Friday, September 02, 2005


The State and the Flood
"No one can escape the influence of a prevailing ideology," wrote Ludwig von Mises, and Gulf Coast residents know precisely what it means to be trapped — ostensibly by a flood but actually by statist policies and ideological commitments that put the government in charge of crisis management and public infrastructure. For what we are seeing in New Orleans and the entire Gulf Coast region is the most egregious example of government failure in the United States since September 11, 2001.

Mother Nature can be cruel, but even at her worst, she is no match for government. It was the glorified public sector, the one we are always told is protecting us, that is responsible for this. And though our public servants and a sycophantic media will do their darn best to present this calamity as an act of nature, it was not and is not. Katrina came and went with far less damage than anyone expected. It was the failure of the public infrastructure and the response to it that brought down civilization.
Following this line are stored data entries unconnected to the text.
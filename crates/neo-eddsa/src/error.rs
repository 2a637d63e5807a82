//! Error types for circuit construction and witness generation

use thiserror::Error;

/// Rejected parameter sets.
#[derive(Debug, Error, PartialEq, Eq)]
pub enum ParamsError {
    #[error("invalid parameter: {0}")]
    Invalid(&'static str),

    #[error("base point does not satisfy the curve equation")]
    BaseNotOnCurve,

    #[error("prime-order validity policy requires the subgroup order")]
    MissingSubgroupOrder,
}

/// Caller contract violations.
///
/// An invalid signature is never reported here: it shows up as an
/// unsatisfied constraint system.
#[derive(Debug, Error)]
pub enum CircuitError {
    #[error("variable {index} was not allocated on this protoboard")]
    UnknownVariable { index: usize },

    #[error("variable {index} ({annotation}) has no witness value")]
    UnassignedVariable { index: usize, annotation: String },

    #[error("{annotation}: witness computed before constraints were emitted")]
    ConstraintsNotEmitted { annotation: String },

    #[error("emission mark {index} was not issued by this protoboard")]
    UnknownEmissionMark { index: usize },

    #[error("the constant ONE cannot be reassigned")]
    ConstantAssignment,

    #[error("{what}: expected {expected} bits, got {actual}")]
    LengthMismatch {
        what: &'static str,
        expected: usize,
        actual: usize,
    },

    #[error("message has {actual} bits, limit is {limit}")]
    MessageTooLong { actual: usize, limit: usize },

    #[error("message must contain at least one bit")]
    EmptyMessage,

    #[error("scalar multiplication needs a non-empty, non-zero scalar")]
    EmptyScalar,

    #[error("constraint {index} not satisfied: {annotation}")]
    Unsatisfied { index: usize, annotation: String },

    #[error("parameter error: {0}")]
    Params(#[from] ParamsError),

    #[error("bellpepper synthesis error: {0:?}")]
    Synthesis(#[from] bellpepper_core::SynthesisError),
}

pub type Result<T> = std::result::Result<T, CircuitError>;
The levees that failed and caused New Orleans to be flooded, bringing a humanitarian crisis not seen in our country in modern times, were owned and maintained by the Army Corps of Engineers. The original levees surrounding this city below sea level were erected in 1718, and have been variously expanded since.

But who knew that a direct hit by a hurricane would cause them to break? Many people, it turns out. Ivor van Heerden of Louisiana State University, reports Newsday, "who has developed flooding models for New Orleans, was among those issuing dire predictions as Katrina approached, warnings that turned out to be grimly accurate. He predicted that floodwaters would overcome the levee system, fill the low-lying areas of the city and then remain trapped there well after the storm passed — creating a giant, stagnant pool contaminated with debris, sewage and other hazardous materials."

Newsday goes on: "Van Heerden and other experts put some of the blame on the Mississippi River levees themselves, because they channel silt directly into the Gulf of Mexico that otherwise would stabilize land along the riverside and slow the sinking of the coastline."

He is hardly some lone nut. National Geographic ran a large article on the topic last year that begins with a war-of-the-worlds scenario and reads precisely like this week's news from New Orleans. It is the Army Corps of Engineers that has been responsible for the dwindling of the coastline that has required the levees to be constantly reinforced with higher walls. But one problem: no one bothered to do this since 1965. That's only the beginning of the problems created by the Corps' levee management, the history of which was documented by Mark Thornton following the last flood in 1999.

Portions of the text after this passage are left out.